Task:
Pick each line containing the word "scores" out of the data below.

Task material:
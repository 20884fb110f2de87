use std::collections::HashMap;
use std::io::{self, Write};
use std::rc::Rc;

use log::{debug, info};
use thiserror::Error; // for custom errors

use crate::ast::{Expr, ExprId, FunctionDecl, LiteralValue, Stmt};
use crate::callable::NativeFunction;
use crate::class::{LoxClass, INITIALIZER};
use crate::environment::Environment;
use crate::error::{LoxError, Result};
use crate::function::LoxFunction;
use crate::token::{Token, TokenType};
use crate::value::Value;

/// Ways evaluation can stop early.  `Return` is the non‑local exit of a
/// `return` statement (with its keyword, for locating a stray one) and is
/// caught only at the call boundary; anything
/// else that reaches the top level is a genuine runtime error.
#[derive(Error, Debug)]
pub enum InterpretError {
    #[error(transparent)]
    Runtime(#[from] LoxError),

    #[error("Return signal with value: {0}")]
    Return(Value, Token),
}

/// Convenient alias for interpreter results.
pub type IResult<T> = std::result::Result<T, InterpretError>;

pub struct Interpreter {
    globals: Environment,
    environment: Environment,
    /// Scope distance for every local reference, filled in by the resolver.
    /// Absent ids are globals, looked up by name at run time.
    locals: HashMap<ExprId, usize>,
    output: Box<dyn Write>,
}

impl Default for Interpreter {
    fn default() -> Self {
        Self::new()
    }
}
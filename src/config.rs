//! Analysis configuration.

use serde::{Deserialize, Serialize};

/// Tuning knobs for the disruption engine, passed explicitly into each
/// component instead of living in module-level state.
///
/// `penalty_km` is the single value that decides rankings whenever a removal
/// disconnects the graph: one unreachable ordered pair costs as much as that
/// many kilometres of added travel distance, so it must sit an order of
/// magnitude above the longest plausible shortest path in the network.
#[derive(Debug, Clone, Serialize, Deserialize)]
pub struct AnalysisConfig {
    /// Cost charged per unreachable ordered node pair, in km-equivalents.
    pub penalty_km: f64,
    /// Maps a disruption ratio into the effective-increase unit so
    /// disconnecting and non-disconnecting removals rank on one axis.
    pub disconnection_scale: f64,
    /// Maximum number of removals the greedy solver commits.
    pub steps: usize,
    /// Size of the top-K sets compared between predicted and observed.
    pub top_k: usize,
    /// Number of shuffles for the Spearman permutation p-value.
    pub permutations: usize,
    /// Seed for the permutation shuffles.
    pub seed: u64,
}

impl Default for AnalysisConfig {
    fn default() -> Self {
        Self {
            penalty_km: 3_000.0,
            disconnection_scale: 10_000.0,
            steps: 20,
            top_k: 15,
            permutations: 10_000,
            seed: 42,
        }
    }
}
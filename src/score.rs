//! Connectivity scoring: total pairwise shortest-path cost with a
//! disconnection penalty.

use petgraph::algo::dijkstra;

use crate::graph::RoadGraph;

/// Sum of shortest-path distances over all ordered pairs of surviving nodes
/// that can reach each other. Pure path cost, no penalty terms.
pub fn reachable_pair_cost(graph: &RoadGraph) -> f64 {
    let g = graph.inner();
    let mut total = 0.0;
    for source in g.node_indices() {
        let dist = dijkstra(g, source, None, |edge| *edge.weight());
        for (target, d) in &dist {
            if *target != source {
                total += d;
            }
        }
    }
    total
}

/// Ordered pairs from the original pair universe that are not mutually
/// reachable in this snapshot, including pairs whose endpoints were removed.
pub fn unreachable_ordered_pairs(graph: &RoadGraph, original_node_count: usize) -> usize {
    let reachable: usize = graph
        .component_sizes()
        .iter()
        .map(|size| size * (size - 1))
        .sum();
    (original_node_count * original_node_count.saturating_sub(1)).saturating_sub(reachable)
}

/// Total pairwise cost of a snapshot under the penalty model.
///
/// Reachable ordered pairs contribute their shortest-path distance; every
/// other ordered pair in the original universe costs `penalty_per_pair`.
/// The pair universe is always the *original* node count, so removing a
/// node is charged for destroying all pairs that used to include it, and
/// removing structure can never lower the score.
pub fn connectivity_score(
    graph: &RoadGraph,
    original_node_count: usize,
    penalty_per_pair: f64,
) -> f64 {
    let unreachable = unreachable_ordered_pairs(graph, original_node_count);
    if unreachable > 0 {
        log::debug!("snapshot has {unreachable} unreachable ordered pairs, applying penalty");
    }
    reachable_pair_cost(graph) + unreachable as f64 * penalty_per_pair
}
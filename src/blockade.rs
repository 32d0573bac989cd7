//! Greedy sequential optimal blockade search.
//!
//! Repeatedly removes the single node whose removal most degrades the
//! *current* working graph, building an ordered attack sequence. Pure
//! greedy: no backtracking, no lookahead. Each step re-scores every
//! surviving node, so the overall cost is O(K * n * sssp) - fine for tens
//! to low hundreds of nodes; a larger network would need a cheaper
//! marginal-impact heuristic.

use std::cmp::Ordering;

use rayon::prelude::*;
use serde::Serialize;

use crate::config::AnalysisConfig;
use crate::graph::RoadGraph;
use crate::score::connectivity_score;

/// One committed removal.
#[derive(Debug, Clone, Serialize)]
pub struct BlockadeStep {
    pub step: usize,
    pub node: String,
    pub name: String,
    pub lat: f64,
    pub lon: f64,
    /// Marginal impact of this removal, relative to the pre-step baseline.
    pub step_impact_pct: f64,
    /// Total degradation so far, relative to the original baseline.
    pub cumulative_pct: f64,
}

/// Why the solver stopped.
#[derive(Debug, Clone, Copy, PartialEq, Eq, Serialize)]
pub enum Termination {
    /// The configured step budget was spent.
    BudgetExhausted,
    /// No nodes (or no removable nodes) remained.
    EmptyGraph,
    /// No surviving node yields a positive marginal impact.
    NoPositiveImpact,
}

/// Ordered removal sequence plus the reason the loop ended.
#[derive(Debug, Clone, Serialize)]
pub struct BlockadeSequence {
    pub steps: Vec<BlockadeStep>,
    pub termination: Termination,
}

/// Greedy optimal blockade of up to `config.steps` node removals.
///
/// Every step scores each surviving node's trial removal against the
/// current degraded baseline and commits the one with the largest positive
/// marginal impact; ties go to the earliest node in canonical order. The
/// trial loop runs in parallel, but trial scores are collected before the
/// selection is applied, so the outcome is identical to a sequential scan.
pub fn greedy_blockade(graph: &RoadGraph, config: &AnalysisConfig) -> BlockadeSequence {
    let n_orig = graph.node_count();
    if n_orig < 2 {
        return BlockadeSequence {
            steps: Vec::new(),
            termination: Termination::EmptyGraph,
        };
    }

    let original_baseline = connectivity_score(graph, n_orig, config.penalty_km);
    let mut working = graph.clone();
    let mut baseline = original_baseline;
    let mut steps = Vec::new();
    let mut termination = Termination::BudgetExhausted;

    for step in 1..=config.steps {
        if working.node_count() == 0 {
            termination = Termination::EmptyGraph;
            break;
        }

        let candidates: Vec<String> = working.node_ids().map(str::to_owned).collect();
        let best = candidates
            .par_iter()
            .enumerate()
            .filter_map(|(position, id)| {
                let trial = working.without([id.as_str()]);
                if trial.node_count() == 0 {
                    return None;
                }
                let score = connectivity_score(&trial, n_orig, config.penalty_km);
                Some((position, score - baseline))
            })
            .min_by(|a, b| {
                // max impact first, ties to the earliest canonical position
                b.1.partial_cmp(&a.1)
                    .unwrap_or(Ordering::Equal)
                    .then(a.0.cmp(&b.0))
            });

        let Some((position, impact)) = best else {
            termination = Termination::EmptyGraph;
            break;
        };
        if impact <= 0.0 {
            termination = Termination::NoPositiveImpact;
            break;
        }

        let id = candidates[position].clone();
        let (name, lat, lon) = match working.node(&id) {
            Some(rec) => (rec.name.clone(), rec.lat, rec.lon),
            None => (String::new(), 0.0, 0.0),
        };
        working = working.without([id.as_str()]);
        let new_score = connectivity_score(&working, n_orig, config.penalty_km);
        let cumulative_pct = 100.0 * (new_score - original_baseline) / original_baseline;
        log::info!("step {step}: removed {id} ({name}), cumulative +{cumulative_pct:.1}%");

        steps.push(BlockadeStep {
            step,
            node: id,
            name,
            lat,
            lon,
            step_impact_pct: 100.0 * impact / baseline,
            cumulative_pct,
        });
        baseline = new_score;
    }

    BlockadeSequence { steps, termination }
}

Final answer:
//! greedy: no backtracking, no lookahead. Each step re-scores every
/// Every step scores each surviving node's trial removal against the
/// trial loop runs in parallel, but trial scores are collected before the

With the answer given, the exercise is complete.